MATERIAL SUPPLIED:

use atlas_shared::projection::{MAP_HEIGHT_PX, MAP_WIDTH_PX};

/// Tooltip offset from the cursor, in screen pixels.
pub const TOOLTIP_OFFSET_X: f64 = 12.0;
pub const TOOLTIP_OFFSET_Y: f64 = -28.0;

/// Convert native canvas pixels to percentages of the rendered map.
///
/// Markers are absolutely positioned HTML inside the zoom/pan wrapper, so
/// percentages keep them glued to the base map at any container size.
pub fn canvas_to_percent(x: f64, y: f64) -> (f64, f64) {
    (x / MAP_WIDTH_PX * 100.0, y / MAP_HEIGHT_PX * 100.0)
}

/// Scale applied to markers so they keep their screen size while zoomed.
pub fn marker_scale(zoom: f64) -> f64 {
    if zoom > 0.0 {
        1.0 / zoom
    } else {
        1.0
    }
}

/// Viewport position of the tooltip for a cursor at `(client_x, client_y)`.
pub fn tooltip_position(client_x: f64, client_y: f64) -> (f64, f64) {
    (client_x + TOOLTIP_OFFSET_X, client_y + TOOLTIP_OFFSET_Y)
}

/// Container-relative coordinates of a viewport point.
pub fn client_to_container(
    client_x: f64,
    client_y: f64,
    rect_left: f64,
    rect_top: f64,
) -> (f64, f64) {
    (client_x - rect_left, client_y - rect_top)
}
/// Natural Earth projection onto the native map canvas.
///
/// The map is drawn once into a fixed 1280x720 SVG viewBox; zoom and pan are
/// CSS transforms on top of it, so nothing is re-projected on resize.
// Native canvas dimensions in SVG user units
pub const MAP_WIDTH_PX: f64 = 1280.0;
pub const MAP_HEIGHT_PX: f64 = 720.0;

/// Longitude/latitude the canvas is centered on, in degrees.
pub const MAP_CENTER: (f64, f64) = (72.0, 0.0);

/// Spacing of graticule lines, in degrees.
pub const GRATICULE_STEP: f64 = 10.0;

// Sampling step along graticule lines, in degrees
const GRATICULE_PRECISION: f64 = 2.5;

/// Unscaled Natural Earth I projection of radians.
pub fn natural_earth_raw(lambda: f64, phi: f64) -> (f64, f64) {
    let phi2 = phi * phi;
    let phi4 = phi2 * phi2;
    let x = lambda
        * (0.8707 - 0.131979 * phi2
            + phi4 * (-0.013791 + phi4 * (0.003971 * phi2 - 0.001529 * phi4)));
    let y = phi
        * (1.007226
            + phi2 * (0.015085 + phi4 * (-0.044475 + 0.028874 * phi2 - 0.005916 * phi4)));
    (x, y)
}

#[derive(Debug, Clone, Copy, PartialEq)]
pub struct NaturalEarth {
    scale: f64,
    translate: (f64, f64),
    // Raw projection of the center point
    origin: (f64, f64),
}

impl NaturalEarth {
    pub fn new(scale: f64, center: (f64, f64), translate: (f64, f64)) -> Self {
        Self {
            scale,
            translate,
            origin: natural_earth_raw(center.0.to_radians(), center.1.to_radians()),
        }
    }

    /// Scale `width / 3`, centered on [`MAP_CENTER`] in the middle of the canvas.
    pub fn for_canvas(width: f64, height: f64) -> Self {
        Self::new(width / 3.0, MAP_CENTER, (width / 2.0, height / 2.0))
    }

    pub fn scale(&self) -> f64 {
        self.scale
    }

    /// Project `(lon, lat)` in degrees to canvas pixels (y grows downwards).
    pub fn project(&self, lon: f64, lat: f64) -> (f64, f64) {
        let (x, y) = natural_earth_raw(lon.to_radians(), lat.to_radians());
        (
            self.translate.0 + self.scale * (x - self.origin.0),
            self.translate.1 - self.scale * (y - self.origin.1),
        )
    }

    /// SVG path data for closed rings of `(lon, lat)` points. Rings that
    /// cross the ±180° meridian are cut there and closed along the map edge.
    pub fn polygon_path(&self, rings: &[Vec<(f64, f64)>]) -> String {
        let mut out = String::new();
        for ring in rings {
            for piece in clip_ring(ring) {
                if self.push_points(&mut out, &piece) {
                    out.push('Z');
                }
            }
        }
        out
    }

    /// SVG path data for open lines of `(lon, lat)` points.
    pub fn line_path(&self, lines: &[Vec<(f64, f64)>]) -> String {
        let mut out = String::new();
        for line in lines {
            for segment in split_at_antimeridian(line) {
                self.push_points(&mut out, segment);
            }
        }
        out
    }

    /// Append one subpath; returns false when there is nothing to draw.
    fn push_points(&self, out: &mut String, points: &[(f64, f64)]) -> bool {
        if points.len() < 2 {
            return false;
        }
        for (i, &(lon, lat)) in points.iter().enumerate() {
            let (x, y) = self.project(lon, lat);
            let cmd = if i == 0 { 'M' } else { 'L' };
            out.push_str(&format!("{cmd}{x:.1},{y:.1}"));
        }
        true
    }
}

impl Default for NaturalEarth {
    fn default() -> Self {
        Self::for_canvas(MAP_WIDTH_PX, MAP_HEIGHT_PX)
    }
}

/// Split a line wherever consecutive points jump across the ±180° meridian,
/// so the projected path does not streak across the whole map.
fn split_at_antimeridian(line: &[(f64, f64)]) -> Vec<&[(f64, f64)]> {
    let mut segments = Vec::new();
    let mut start = 0;
    for i in 1..line.len() {
        if (line[i].0 - line[i - 1].0).abs() > 180.0 {
            segments.push(&line[start..i]);
            start = i;
        }
    }
    if start < line.len() {
        segments.push(&line[start..]);
    }
    segments
}

/// Latitude where the segment `a -> b` meets the ±180° meridian on `a`'s side.
fn crossing_latitude(a: (f64, f64), b: (f64, f64)) -> f64 {
    let edge = 180.0_f64.copysign(a.0);
    let b_lon = b.0 + 360.0_f64.copysign(a.0);
    let span = b_lon - a.0;
    if span.abs() < 1e-12 {
        return a.1;
    }
    a.1 + (edge - a.0) / span * (b.1 - a.1)
}

/// Cut a closed ring at every antimeridian crossing. Each piece starts and
/// ends on the map edge and is closed along it, so no fill spans the map.
/// Rings that never cross come back unchanged.
fn clip_ring(ring: &[(f64, f64)]) -> Vec<Vec<(f64, f64)>> {
    let mut pieces: Vec<Vec<(f64, f64)>> = Vec::new();
    let mut current: Vec<(f64, f64)> = Vec::new();
    for &point in ring {
        if let Some(&prev) = current.last() {
            if (point.0 - prev.0).abs() > 180.0 {
                let edge = 180.0_f64.copysign(prev.0);
                let lat = crossing_latitude(prev, point);
                current.push((edge, lat));
                pieces.push(std::mem::replace(&mut current, vec![(-edge, lat)]));
            }
        }
        current.push(point);
    }
    if pieces.is_empty() {
        return vec![current];
    }

    // The ring is closed, so the last piece runs on into the first
    current.extend(pieces[0].iter().skip(1));
    pieces[0] = current;

    for piece in &mut pieces {
        close_along_edge(piece);
    }
    pieces
}

/// Walk from the piece's last point back to its first along the map edge.
/// Ends on opposite edges are joined around the nearer pole.
fn close_along_edge(piece: &mut Vec<(f64, f64)>) {
    let (Some(&start), Some(&end)) = (piece.first(), piece.last()) else {
        return;
    };
    if start.0.abs() < 180.0 || end.0.abs() < 180.0 {
        return;
    }
    if start.0 == end.0 {
        piece.extend(sample(end.1, start.1, |lat| (end.0, lat)));
    } else {
        let pole = if start.1 + end.1 < 0.0 { -90.0 } else { 90.0 };
        piece.extend(sample(end.1, pole, |lat| (end.0, lat)));
        piece.extend(sample(end.0, start.0, |lon| (lon, pole)));
        piece.extend(sample(pole, start.1, |lat| (start.0, lat)));
    }
}

/// Meridians and parallels every `step` degrees, as `(lon, lat)` lines.
///
/// Meridians stop at ±80° except on multiples of 90°, which run pole to pole.
pub fn graticule(step: f64) -> Vec<Vec<(f64, f64)>> {
    let mut lines = Vec::new();
    if step <= 0.0 {
        return lines;
    }

    let mut lon = -180.0;
    while lon <= 180.0 {
        let extent = if lon % 90.0 == 0.0 { 90.0 } else { 80.0 };
        lines.push(sample(-extent, extent, |lat| (lon, lat)));
        lon += step;
    }

    let mut lat = -80.0;
    while lat <= 80.0 {
        lines.push(sample(-180.0, 180.0, |lon| (lon, lat)));
        lat += step;
    }
    lines
}

/// Points every [`GRATICULE_PRECISION`] degrees from `from` to `to`, either way.
fn sample(from: f64, to: f64, point: impl Fn(f64) -> (f64, f64)) -> Vec<(f64, f64)> {
    let n = ((to - from).abs() / GRATICULE_PRECISION).ceil().max(1.0) as usize;
    (0..=n)
        .map(|i| {
            if i == n {
                point(to)
            } else {
                point(from + (to - from) * i as f64 / n as f64)
            }
        })
        .collect()
}

#[cfg(test)]
mod tests {
    use super::*;

    #[test]
    fn test_center_maps_to_canvas_middle() {
        let projection = NaturalEarth::default();
        let (x, y) = projection.project(72.0, 0.0);
        assert!((x - MAP_WIDTH_PX / 2.0).abs() < 1e-9);
        assert!((y - MAP_HEIGHT_PX / 2.0).abs() < 1e-9);
    }

    #[test]
    fn test_scale_is_a_third_of_width() {
        assert!((NaturalEarth::default().scale() - MAP_WIDTH_PX / 3.0).abs() < 1e-9);
    }

    #[test]
    fn test_north_is_up_and_east_is_right() {
        let projection = NaturalEarth::default();
        let (_, y_north) = projection.project(72.0, 40.0);
        let (_, y_south) = projection.project(72.0, -40.0);
        assert!(y_north < MAP_HEIGHT_PX / 2.0);
        assert!(y_south > MAP_HEIGHT_PX / 2.0);

        let (x_east, _) = projection.project(100.0, 0.0);
        assert!(x_east > MAP_WIDTH_PX / 2.0);
    }

    #[test]
    fn test_raw_projection_known_values() {
        let (x, y) = natural_earth_raw(0.0, 0.0);
        assert_eq!((x, y), (0.0, 0.0));

        // Equator: x = 0.8707 * lambda
        let (x, _) = natural_earth_raw(std::f64::consts::PI, 0.0);
        assert!((x - 0.8707 * std::f64::consts::PI).abs() < 1e-9);

        // Symmetric in latitude
        let (_, north) = natural_earth_raw(0.5, 0.7);
        let (_, south) = natural_earth_raw(0.5, -0.7);
        assert!((north + south).abs() < 1e-12);
    }

    #[test]
    fn test_polygon_path_closes_rings() {
        let projection = NaturalEarth::default();
        let ring = vec![(70.0, 10.0), (75.0, 10.0), (75.0, 15.0), (70.0, 10.0)];
        let d = projection.polygon_path(&[ring]);
        assert!(d.starts_with('M'));
        assert!(d.ends_with('Z'));
        assert_eq!(d.matches('L').count(), 3);
    }

    #[test]
    fn test_path_splits_at_antimeridian() {
        let projection = NaturalEarth::default();
        let line = vec![(170.0, 0.0), (179.0, 0.0), (-179.0, 0.0), (-170.0, 0.0)];
        let d = projection.line_path(&[line]);
        assert_eq!(d.matches('M').count(), 2);
        assert!(!d.contains('Z'));
    }

    /// Projected x range of each subpath in `d`.
    fn subpath_widths(d: &str) -> Vec<f64> {
        d.split('M')
            .filter(|sub| !sub.is_empty())
            .map(|sub| {
                let xs: Vec<f64> = sub
                    .trim_end_matches('Z')
                    .split('L')
                    .map(|pt| pt.split(',').next().unwrap().parse().unwrap())
                    .collect();
                let min = xs.iter().cloned().fold(f64::INFINITY, f64::min);
                let max = xs.iter().cloned().fold(f64::NEG_INFINITY, f64::max);
                max - min
            })
            .collect()
    }

    #[test]
    fn test_ring_across_antimeridian_is_clipped() {
        let projection = NaturalEarth::default();
        let ring = vec![
            (170.0, 60.0),
            (-170.0, 60.0),
            (-170.0, 70.0),
            (170.0, 70.0),
            (170.0, 60.0),
        ];
        let d = projection.polygon_path(&[ring]);
        assert_eq!(d.matches('M').count(), 2);
        assert_eq!(d.matches('Z').count(), 2);
        // Neither piece spans the map
        assert!(subpath_widths(&d).iter().all(|w| *w < MAP_WIDTH_PX / 4.0));
    }

    #[test]
    fn test_clip_ring_meets_the_edge_at_the_crossing() {
        let ring = vec![(170.0, 60.0), (-170.0, 70.0), (-170.0, 50.0), (170.0, 60.0)];
        let pieces = clip_ring(&ring);
        assert_eq!(pieces.len(), 2);
        assert!(pieces[1].contains(&(-180.0, 65.0)));
        assert!(pieces[0].iter().all(|p| p.0 >= 170.0));
        assert!(pieces[1].iter().all(|p| p.0 <= -170.0));
    }

    #[test]
    fn test_polar_ring_closes_around_the_pole() {
        let ring = vec![(-180.0, -80.0), (0.0, -70.0), (180.0, -80.0), (-180.0, -80.0)];
        let pieces = clip_ring(&ring);
        assert_eq!(pieces.len(), 1);
        assert!(pieces[0].contains(&(0.0, -90.0)));
        assert!(pieces[0].iter().all(|p| p.1 < 0.0));
    }

    #[test]
    fn test_unsplit_ring_is_unchanged() {
        let ring = vec![(70.0, 10.0), (75.0, 10.0), (75.0, 15.0), (70.0, 10.0)];
        assert_eq!(clip_ring(&ring), vec![ring]);
    }

    #[test]
    fn test_graticule_line_counts() {
        let lines = graticule(GRATICULE_STEP);
        // 37 meridians (-180..=180) and 17 parallels (-80..=80)
        assert_eq!(lines.len(), 37 + 17);

        let greenwich = &lines[18];
        assert_eq!(greenwich.first(), Some(&(0.0, -90.0)));
        assert_eq!(greenwich.last(), Some(&(0.0, 90.0)));

        let ten_east = &lines[19];
        assert_eq!(ten_east.first(), Some(&(10.0, -80.0)));
    }

    #[test]
    fn test_graticule_rejects_non_positive_step() {
        assert!(graticule(0.0).is_empty());
    }
}
use std::collections::BTreeMap;

use atlas_shared::flags::FlagConfig;
use atlas_shared::models::{FlagRule, TradingPost};
use atlas_shared::state::Atlas;
use atlas_shared::topology::WorldMap;
use serde::{Deserialize, Serialize};

#[derive(Debug, Clone, Serialize)]
pub struct GraphQLRequest {
    pub query: String,
    #[serde(skip_serializing_if = "Option::is_none")]
    pub variables: Option<serde_json::Value>,
}

#[derive(Debug, Clone, Deserialize)]
pub struct GraphQLResponse<T> {
    pub data: Option<T>,
    pub errors: Option<Vec<GraphQLError>>,
}

#[derive(Debug, Clone, Deserialize)]
pub struct GraphQLError {
    pub message: String,
}

impl<T> GraphQLResponse<T> {
    /// The first reported error wins over any partial data.
    pub fn into_result(self) -> Result<T, String> {
        if let Some(error) = self.errors.and_then(|errors| errors.into_iter().next()) {
            return Err(error.message);
        }
        self.data.ok_or_else(|| "No data returned".to_string())
    }
}

fn api_url() -> Result<String, String> {
    // Same origin as the page
    let origin = web_sys::window()
        .ok_or("no window")?
        .location()
        .origin()
        .map_err(|_| "page origin unavailable".to_string())?;
    Ok(format!("{}/graphql", origin))
}

async fn query<T: for<'de> Deserialize<'de>>(
    query_str: &str,
    variables: Option<serde_json::Value>,
) -> Result<T, String> {
    let req = GraphQLRequest {
        query: query_str.to_string(),
        variables,
    };

    let resp = reqwest::Client::new()
        .post(api_url()?)
        .json(&req)
        .send()
        .await
        .map_err(|e| e.to_string())?;

    let gql_resp: GraphQLResponse<T> = resp.json().await.map_err(|e| e.to_string())?;
    gql_resp.into_result()
}

// Types mirroring the GraphQL schema

#[derive(Debug, Clone, PartialEq, Deserialize)]
pub struct EmpireData {
    pub name: String,
    pub rules: Vec<FlagRule>,
}

#[derive(Debug, Clone, Deserialize)]
pub struct AtlasResponse {
    pub posts: Vec<TradingPost>,
    pub empires: Vec<EmpireData>,
}

impl AtlasResponse {
    pub fn into_atlas(self) -> Atlas {
        let rules: BTreeMap<String, Vec<FlagRule>> = self
            .empires
            .into_iter()
            .filter(|e| !e.rules.is_empty())
            .map(|e| (e.name, e.rules))
            .collect();
        Atlas::new(self.posts, FlagConfig::new(rules))
    }
}

#[derive(Debug, Clone, Deserialize)]
pub struct WorldResponse {
    pub world: WorldMap,
}

pub const ATLAS_QUERY: &str = r#"query {
    posts { name altNames lon lat empire startYear endYear }
    empires { name rules { from to icon } }
}"#;

pub const WORLD_QUERY: &str = r#"query { world { width height landPaths graticulePath } }"#;

/// Trading posts and flag rules, ready for local filtering.
pub async fn fetch_atlas() -> Result<Atlas, String> {
    let resp: AtlasResponse = query(ATLAS_QUERY, None).await?;
    Ok(resp.into_atlas())
}

pub async fn fetch_world() -> Result<WorldMap, String> {
    let resp: WorldResponse = query(WORLD_QUERY, None).await?;
    Ok(resp.world)
}
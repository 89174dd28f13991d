use thiserror::Error;

use crate::models::{FlagRule, PostKey, Year};

/// Why a single row of the trading post table was rejected.
#[derive(Error, Debug, Clone, PartialEq)]
pub enum PostError {
    #[error("missing value for {0}")]
    Missing(&'static str),

    #[error("{field} is not a number: '{value}'")]
    NotNumeric { field: &'static str, value: String },

    #[error("longitude {0} outside [-180, 180]")]
    LongitudeOutOfRange(f64),

    #[error("latitude {0} outside [-90, 90]")]
    LatitudeOutOfRange(f64),

    #[error("start year {start} is after end year {end}")]
    InvertedRange { start: Year, end: Year },

    #[error("duplicate trading post {0}")]
    Duplicate(PostKey),

    #[error("unreadable row: {0}")]
    Malformed(String),
}

/// The trading post table as a whole could not be read.
#[derive(Error, Debug)]
pub enum TableError {
    #[error("CSV error: {0}")]
    Csv(#[from] csv::Error),

    #[error("missing column '{0}'")]
    MissingColumn(&'static str),
}

#[derive(Error, Debug)]
pub enum FlagConfigError {
    #[error("invalid flag configuration: {0}")]
    Json(#[from] serde_json::Error),

    #[error("empire '{empire}' has an empty interval [{from}, {to})")]
    EmptyInterval { empire: String, from: Year, to: Year },

    #[error(
        "empire '{empire}' has overlapping rules [{}, {}) '{}' and [{}, {}) '{}'",
        .first.from, .first.to, .first.icon, .second.from, .second.to, .second.icon
    )]
    Overlap {
        empire: String,
        first: FlagRule,
        second: FlagRule,
    },
}

#[derive(Error, Debug)]
pub enum TopologyError {
    #[error("invalid topology: {0}")]
    Json(#[from] serde_json::Error),

    #[error("topology has no object named '{0}'")]
    MissingObject(String),

    #[error("arc index {0} out of range")]
    ArcOutOfRange(i64),
}
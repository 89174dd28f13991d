mod assets;
mod config;
mod graphql;

use std::path::Path;
use std::process::ExitCode;
use std::sync::Arc;

use async_graphql_axum::{GraphQLRequest, GraphQLResponse};
use axum::http::HeaderValue;
use axum::{extract::State, response::Html, routing::get, Router};
use tower_http::cors::CorsLayer;
use tower_http::services::ServeDir;
use tower_http::set_header::SetResponseHeaderLayer;
use tracing_subscriber::EnvFilter;

use config::Config;
use graphql::Schema;

async fn graphql_handler(State(schema): State<Schema>, req: GraphQLRequest) -> GraphQLResponse {
    schema.execute(req.into_inner()).await.into()
}

async fn graphiql() -> Html<String> {
    Html(
        async_graphql::http::GraphiQLSource::build()
            .endpoint("/graphql")
            .finish(),
    )
}

/// Static files from `dir`, each response stamped with `cache_header`.
fn cached_static_router(dir: &Path, cache_header: &'static str) -> Router {
    let layer = SetResponseHeaderLayer::overriding(
        axum::http::header::CACHE_CONTROL,
        HeaderValue::from_static(cache_header),
    );
    Router::new()
        .fallback_service(ServeDir::new(dir))
        .layer(layer)
}

const CACHE_1DAY: &str = "public, max-age=86400, must-revalidate";
const CACHE_IMMUTABLE: &str = "public, max-age=31536000, immutable";

/// Build the full application router. `assets_dir` is served under `/static`,
/// which is where flag icons are looked up.
fn build_app(schema: Schema, assets_dir: &Path) -> Router {
    // Static file routers are stateless, merge them before adding app state
    let static_files = Router::new()
        .nest("/static", cached_static_router(assets_dir, CACHE_1DAY))
        .nest(
            "/dist",
            cached_static_router(Path::new("dist"), CACHE_IMMUTABLE),
        )
        .nest(
            "/assets",
            cached_static_router(Path::new("dist/assets"), CACHE_IMMUTABLE),
        );

    Router::new()
        .route("/graphql", get(graphiql).post(graphql_handler))
        .route("/", get(serve_index))
        .route("/year/{year}", get(serve_index))
        .with_state(schema)
        .merge(static_files)
        .layer(CorsLayer::permissive())
}

#[tokio::main]
async fn main() -> ExitCode {
    tracing_subscriber::fmt()
        .with_env_filter(
            EnvFilter::try_from_default_env().unwrap_or_else(|_| EnvFilter::new("info")),
        )
        .init();

    let config = Config::from_env();
    let loaded_assets = match assets::Assets::load(&config) {
        Ok(assets) => Arc::new(assets),
        Err(err) => {
            tracing::error!(error = %err, "Failed to load assets");
            return ExitCode::FAILURE;
        }
    };

    let schema = graphql::build_schema(loaded_assets);
    let app = build_app(schema, &config.assets_dir);

    let addr = format!("0.0.0.0:{}", config.port);
    let listener = match tokio::net::TcpListener::bind(&addr).await {
        Ok(listener) => listener,
        Err(err) => {
            tracing::error!(%addr, error = %err, "Failed to bind");
            return ExitCode::FAILURE;
        }
    };
    tracing::info!(port = config.port, "Server running at http://localhost:{}", config.port);
    tracing::info!("GraphiQL playground at http://localhost:{}/graphql", config.port);

    if let Err(err) = axum::serve(listener, app).await {
        tracing::error!(error = %err, "Server stopped");
        return ExitCode::FAILURE;
    }
    ExitCode::SUCCESS
}

async fn serve_index() -> Html<String> {
    // Deep links like /year/1700 get the same page; the router reads the path
    match tokio::fs::read_to_string("dist/index.html").await {
        Ok(html) => Html(html),
        Err(_) => Html(
            r#"<!DOCTYPE html>
<html>
<head><title>Trading Posts Atlas</title></head>
<body>
<h1>Trading Posts Atlas</h1>
<p>The map bundle is missing from <code>dist/</code>. The data API is live at <a href="/graphql">/graphql</a>.</p>
</body>
</html>"#
                .to_string(),
        ),
    }
}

ASSIGNMENT:
Only a number is wanted: how many lines above include "bind"?

OUTPUT FOR THIS EXERCISE:
2